Instructions for the task: From the first line to the last, return the data exactly as it stands.

Saved data entries
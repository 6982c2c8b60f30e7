//! Monte Carlo VaR under geometric Brownian motion.
//!
//! Log returns are assumed i.i.d. normal. Each trial compounds daily
//! shocks from the last observed price:
//!
//! ```text
//! P_t = P_{t-1} · exp(drift + σ·Z_t),   drift = μ - σ²/2
//! ```
//!
//! The VaR is the `1 - c` rank of the simulated horizon returns
//! `(P_h - P_0) / P_0`.

use rand::Rng;
use serde::Serialize;
use varisk_core::returns::to_log_returns;
use varisk_core::{
    ConfidenceLevel, EstimatorConfig, LogReturnSeries, PathMatrix, ReturnSeries, RiskError,
    RiskResult, SimulationConfig, VarianceKind,
};
use varisk_math::distributions::StandardNormal;
use varisk_math::quantile::rank_index;
use varisk_math::rounding::round_to;
use varisk_math::statistics::{mean, std_dev, variance};

#[cfg(feature = "parallel")]
use rayon::prelude::*;

use crate::random::{standard_normal, trial_rng};

/// Per-step parameters of the simulated price process.
#[derive(Debug, Clone, Copy, PartialEq, Serialize)]
pub struct GbmParameters {
    /// Mean log return less half its variance.
    pub drift: f64,
    /// Standard deviation of log returns.
    pub sigma: f64,
}

impl GbmParameters {
    /// Estimates drift and volatility from log returns.
    pub fn estimate(log_returns: &LogReturnSeries, kind: VarianceKind) -> RiskResult<Self> {
        let values = log_returns.values();
        let mu = mean(values)?;
        let var = variance(values, kind)?;
        let sigma = std_dev(values, kind)?;
        Ok(Self {
            drift: mu - 0.5 * var,
            sigma,
        })
    }

    /// Advances a price by one step with standard normal shock `z`.
    #[inline]
    pub fn step(&self, price: f64, z: f64) -> f64 {
        price * (self.drift + self.sigma * z).exp()
    }
}

/// Result of a Monte Carlo run.
#[derive(Debug, Clone, PartialEq, Serialize)]
pub struct MonteCarloOutcome {
    /// Rounded VaR of the horizon return.
    pub var: f64,
    /// Simulated paths, present when `EstimatorConfig::capture_paths` is set.
    pub paths: Option<PathMatrix>,
}

/// One simulated trial: the horizon return and, optionally, the full path.
struct Trial {
    change: f64,
    path: Option<Vec<f64>>,
}

fn simulate_trial<R: Rng + ?Sized>(
    params: &GbmParameters,
    start: f64,
    steps: u32,
    normal: &StandardNormal,
    capture: bool,
    rng: &mut R,
) -> RiskResult<Trial> {
    let mut path = capture.then(|| {
        let mut p = Vec::with_capacity(steps as usize + 1);
        p.push(start);
        p
    });

    let mut price = start;
    for _ in 0..steps {
        let z = standard_normal(normal, rng)?;
        price = params.step(price, z);
        if let Some(p) = path.as_mut() {
            p.push(price);
        }
    }

    if !price.is_finite() {
        return Err(RiskError::computation(format!(
            "simulated price is not finite (drift {}, sigma {})",
            params.drift, params.sigma
        )));
    }

    Ok(Trial {
        change: (price - start) / start,
        path,
    })
}

fn validate_last_price(last_price: f64) -> RiskResult<()> {
    if last_price.is_finite() && last_price > 0.0 {
        Ok(())
    } else {
        Err(RiskError::computation(format!(
            "last observed price must be positive and finite, got {last_price}"
        )))
    }
}

fn summarize(
    trials: Vec<Trial>,
    params: &GbmParameters,
    confidence: ConfidenceLevel,
    config: &EstimatorConfig,
) -> RiskResult<MonteCarloOutcome> {
    let mut changes = Vec::with_capacity(trials.len());
    let mut paths = config.capture_paths.then(|| Vec::with_capacity(trials.len()));
    for trial in trials {
        changes.push(trial.change);
        if let (Some(all), Some(path)) = (paths.as_mut(), trial.path) {
            all.push(path);
        }
    }

    changes.sort_by(f64::total_cmp);
    let index = rank_index(confidence.tail(), changes.len())?;
    let var_return = changes[index];

    if config.diagnostics {
        tracing::debug!(
            drift = params.drift,
            sigma = params.sigma,
            trials = changes.len(),
            index,
            var_return,
            "Monte Carlo VaR"
        );
    }

    Ok(MonteCarloOutcome {
        var: round_to(var_return, config.precision)?,
        paths: paths.map(PathMatrix::new),
    })
}

fn prepare(
    returns: &ReturnSeries,
    last_price: f64,
    config: &EstimatorConfig,
) -> RiskResult<GbmParameters> {
    config.validate()?;
    validate_last_price(last_price)?;
    let logs = to_log_returns(returns)?;
    let params = GbmParameters::estimate(&logs, config.variance)?;
    if config.diagnostics {
        tracing::debug!(
            observations = logs.len(),
            mu = mean(logs.values())?,
            drift = params.drift,
            sigma = params.sigma,
            "GBM parameters"
        );
    }
    Ok(params)
}

/// Calculate Monte Carlo VaR with a caller-supplied random source.
///
/// Trials run sequentially and draw from `rng` in order, so a seeded
/// generator reproduces the result exactly.
///
/// # Arguments
///
/// * `returns` - Historical simple returns, converted to log returns internally
/// * `last_price` - Last observed price, the start of every path
/// * `confidence` - Confidence level
/// * `simulation` - Horizon in days and number of trials
/// * `config` - Variance form, rounding, diagnostics and path capture
/// * `rng` - Any uniform random source
///
/// # Example
///
/// ```rust
/// use rand::SeedableRng;
/// use rand_chacha::ChaCha8Rng;
/// use varisk_core::prelude::*;
/// use varisk_risk::monte_carlo_var;
///
/// let prices = PriceSeries::from_closes(&[100.0, 101.0, 99.5, 102.0, 101.2])?;
/// let returns = simple_returns(&prices)?;
/// let conf = ConfidenceLevel::new(0.95)?;
/// let sim = SimulationConfig::new(10, 500)?;
///
/// let mut rng = ChaCha8Rng::seed_from_u64(42);
/// let outcome = monte_carlo_var(&returns, 101.2, conf, &sim, &EstimatorConfig::default(), &mut rng)?;
/// assert!(outcome.var < 0.0);
/// assert!(outcome.paths.is_none());
/// # Ok::<(), RiskError>(())
/// ```
pub fn monte_carlo_var<R: Rng + ?Sized>(
    returns: &ReturnSeries,
    last_price: f64,
    confidence: ConfidenceLevel,
    simulation: &SimulationConfig,
    config: &EstimatorConfig,
    rng: &mut R,
) -> RiskResult<MonteCarloOutcome> {
    let params = prepare(returns, last_price, config)?;
    let normal = StandardNormal::new();
    let steps = simulation.horizon_days();

    let trials = (0..simulation.trials())
        .map(|_| simulate_trial(&params, last_price, steps, &normal, config.capture_paths, rng))
        .collect::<RiskResult<Vec<_>>>()?;

    summarize(trials, &params, confidence, config)
}

/// Calculate Monte Carlo VaR from a seed.
///
/// Trial `i` draws from its own ChaCha8 stream `(seed, i)`. With the
/// `parallel` feature the trials run on the rayon pool; the result is the
/// same as a sequential run with the same seed.
pub fn monte_carlo_var_seeded(
    returns: &ReturnSeries,
    last_price: f64,
    confidence: ConfidenceLevel,
    simulation: &SimulationConfig,
    config: &EstimatorConfig,
    seed: u64,
) -> RiskResult<MonteCarloOutcome> {
    let params = prepare(returns, last_price, config)?;
    let normal = StandardNormal::new();
    let steps = simulation.horizon_days();
    let capture = config.capture_paths;

    let run = |i: usize| {
        let mut rng = trial_rng(seed, i as u64);
        simulate_trial(&params, last_price, steps, &normal, capture, &mut rng)
    };

    let count = simulation.trials() as usize;

    #[cfg(feature = "parallel")]
    let trials = (0..count)
        .into_par_iter()
        .map(run)
        .collect::<RiskResult<Vec<_>>>()?;

    #[cfg(not(feature = "parallel"))]
    let trials = (0..count).map(run).collect::<RiskResult<Vec<_>>>()?;

    summarize(trials, &params, confidence, config)
}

Finished exercise:
repository 6982c2c8b60f30e7
//! Monte Carlo VaR under geometric Brownian motion.
//!
//! Log returns are assumed i.i.d. normal. Each trial compounds daily
//! shocks from the last observed price:
//!
//! ```text
//! P_t = P_{t-1} · exp(drift + σ·Z_t),   drift = μ - σ²/2
//! ```
//!
//! The VaR is the `1 - c` rank of the simulated horizon returns
//! `(P_h - P_0) / P_0`.

use rand::Rng;
use serde::Serialize;
use varisk_core::returns::to_log_returns;
use varisk_core::{
    ConfidenceLevel, EstimatorConfig, LogReturnSeries, PathMatrix, ReturnSeries, RiskError,
    RiskResult, SimulationConfig, VarianceKind,
};
use varisk_math::distributions::StandardNormal;
use varisk_math::quantile::rank_index;
use varisk_math::rounding::round_to;
use varisk_math::statistics::{mean, std_dev, variance};

#[cfg(feature = "parallel")]
use rayon::prelude::*;

use crate::random::{standard_normal, trial_rng};

/// Per-step parameters of the simulated price process.
#[derive(Debug, Clone, Copy, PartialEq, Serialize)]
pub struct GbmParameters {
    /// Mean log return less half its variance.
    pub drift: f64,
    /// Standard deviation of log returns.
    pub sigma: f64,
}

impl GbmParameters {
    /// Estimates drift and volatility from log returns.
    pub fn estimate(log_returns: &LogReturnSeries, kind: VarianceKind) -> RiskResult<Self> {
        let values = log_returns.values();
        let mu = mean(values)?;
        let var = variance(values, kind)?;
        let sigma = std_dev(values, kind)?;
        Ok(Self {
            drift: mu - 0.5 * var,
            sigma,
        })
    }

    /// Advances a price by one step with standard normal shock `z`.
    #[inline]
    pub fn step(&self, price: f64, z: f64) -> f64 {
        price * (self.drift + self.sigma * z).exp()
    }
}

/// Result of a Monte Carlo run.
#[derive(Debug, Clone, PartialEq, Serialize)]
pub struct MonteCarloOutcome {
    /// Rounded VaR of the horizon return.
    pub var: f64,
    /// Simulated paths, present when `EstimatorConfig::capture_paths` is set.
    pub paths: Option<PathMatrix>,
}

/// One simulated trial: the horizon return and, optionally, the full path.
struct Trial {
    change: f64,
    path: Option<Vec<f64>>,
}

fn simulate_trial<R: Rng + ?Sized>(
    params: &GbmParameters,
    start: f64,
    steps: u32,
    normal: &StandardNormal,
    capture: bool,
    rng: &mut R,
) -> RiskResult<Trial> {
    let mut path = capture.then(|| {
        let mut p = Vec::with_capacity(steps as usize + 1);
        p.push(start);
        p
    });

    let mut price = start;
    for _ in 0..steps {
        let z = standard_normal(normal, rng)?;
        price = params.step(price, z);
        if let Some(p) = path.as_mut() {
            p.push(price);
        }
    }

    if !price.is_finite() {
        return Err(RiskError::computation(format!(
            "simulated price is not finite (drift {}, sigma {})",
            params.drift, params.sigma
        )));
    }

    Ok(Trial {
        change: (price - start) / start,
        path,
    })
}

fn validate_last_price(last_price: f64) -> RiskResult<()> {
    if last_price.is_finite() && last_price > 0.0 {
        Ok(())
    } else {
        Err(RiskError::computation(format!(
            "last observed price must be positive and finite, got {last_price}"
        )))
    }
}

fn summarize(
    trials: Vec<Trial>,
    params: &GbmParameters,
    confidence: ConfidenceLevel,
    config: &EstimatorConfig,
) -> RiskResult<MonteCarloOutcome> {
    let mut changes = Vec::with_capacity(trials.len());
    let mut paths = config.capture_paths.then(|| Vec::with_capacity(trials.len()));
    for trial in trials {
        changes.push(trial.change);
        if let (Some(all), Some(path)) = (paths.as_mut(), trial.path) {
            all.push(path);
        }
    }

    changes.sort_by(f64::total_cmp);
    let index = rank_index(confidence.tail(), changes.len())?;
    let var_return = changes[index];

    if config.diagnostics {
        tracing::debug!(
            drift = params.drift,
            sigma = params.sigma,
            trials = changes.len(),
            index,
            var_return,
            "Monte Carlo VaR"
        );
    }

    Ok(MonteCarloOutcome {
        var: round_to(var_return, config.precision)?,
        paths: paths.map(PathMatrix::new),
    })
}

fn prepare(
    returns: &ReturnSeries,
    last_price: f64,
    config: &EstimatorConfig,
) -> RiskResult<GbmParameters> {
    config.validate()?;
    validate_last_price(last_price)?;
    let logs = to_log_returns(returns)?;
    let params = GbmParameters::estimate(&logs, config.variance)?;
    if config.diagnostics {
        tracing::debug!(
            observations = logs.len(),
            mu = mean(logs.values())?,
            drift = params.drift,
            sigma = params.sigma,
            "GBM parameters"
        );
    }
    Ok(params)
}

/// Calculate Monte Carlo VaR with a caller-supplied random source.
///
/// Trials run sequentially and draw from `rng` in order, so a seeded
/// generator reproduces the result exactly.
///
/// # Arguments
///
/// * `returns` - Historical simple returns, converted to log returns internally
/// * `last_price` - Last observed price, the start of every path
/// * `confidence` - Confidence level
/// * `simulation` - Horizon in days and number of trials
/// * `config` - Variance form, rounding, diagnostics and path capture
/// * `rng` - Any uniform random source
///
/// # Example
///
/// ```rust
/// use rand::SeedableRng;
/// use rand_chacha::ChaCha8Rng;
/// use varisk_core::prelude::*;
/// use varisk_risk::monte_carlo_var;
///
/// let prices = PriceSeries::from_closes(&[100.0, 101.0, 99.5, 102.0, 101.2])?;
/// let returns = simple_returns(&prices)?;
/// let conf = ConfidenceLevel::new(0.95)?;
/// let sim = SimulationConfig::new(10, 500)?;
///
/// let mut rng = ChaCha8Rng::seed_from_u64(42);
/// let outcome = monte_carlo_var(&returns, 101.2, conf, &sim, &EstimatorConfig::default(), &mut rng)?;
/// assert!(outcome.var < 0.0);
/// assert!(outcome.paths.is_none());
/// # Ok::<(), RiskError>(())
/// ```
pub fn monte_carlo_var<R: Rng + ?Sized>(
    returns: &ReturnSeries,
    last_price: f64,
    confidence: ConfidenceLevel,
    simulation: &SimulationConfig,
    config: &EstimatorConfig,
    rng: &mut R,
) -> RiskResult<MonteCarloOutcome> {
    let params = prepare(returns, last_price, config)?;
    let normal = StandardNormal::new();
    let steps = simulation.horizon_days();

    let trials = (0..simulation.trials())
        .map(|_| simulate_trial(&params, last_price, steps, &normal, config.capture_paths, rng))
        .collect::<RiskResult<Vec<_>>>()?;

    summarize(trials, &params, confidence, config)
}

/// Calculate Monte Carlo VaR from a seed.
///
/// Trial `i` draws from its own ChaCha8 stream `(seed, i)`. With the
/// `parallel` feature the trials run on the rayon pool; the result is the
/// same as a sequential run with the same seed.
pub fn monte_carlo_var_seeded(
    returns: &ReturnSeries,
    last_price: f64,
    confidence: ConfidenceLevel,
    simulation: &SimulationConfig,
    config: &EstimatorConfig,
    seed: u64,
) -> RiskResult<MonteCarloOutcome> {
    let params = prepare(returns, last_price, config)?;
    let normal = StandardNormal::new();
    let steps = simulation.horizon_days();
    let capture = config.capture_paths;

    let run = |i: usize| {
        let mut rng = trial_rng(seed, i as u64);
        simulate_trial(&params, last_price, steps, &normal, capture, &mut rng)
    };

    let count = simulation.trials() as usize;

    #[cfg(feature = "parallel")]
    let trials = (0..count)
        .into_par_iter()
        .map(run)
        .collect::<RiskResult<Vec<_>>>()?;

    #[cfg(not(feature = "parallel"))]
    let trials = (0..count).map(run).collect::<RiskResult<Vec<_>>>()?;

    summarize(trials, &params, confidence, config)
}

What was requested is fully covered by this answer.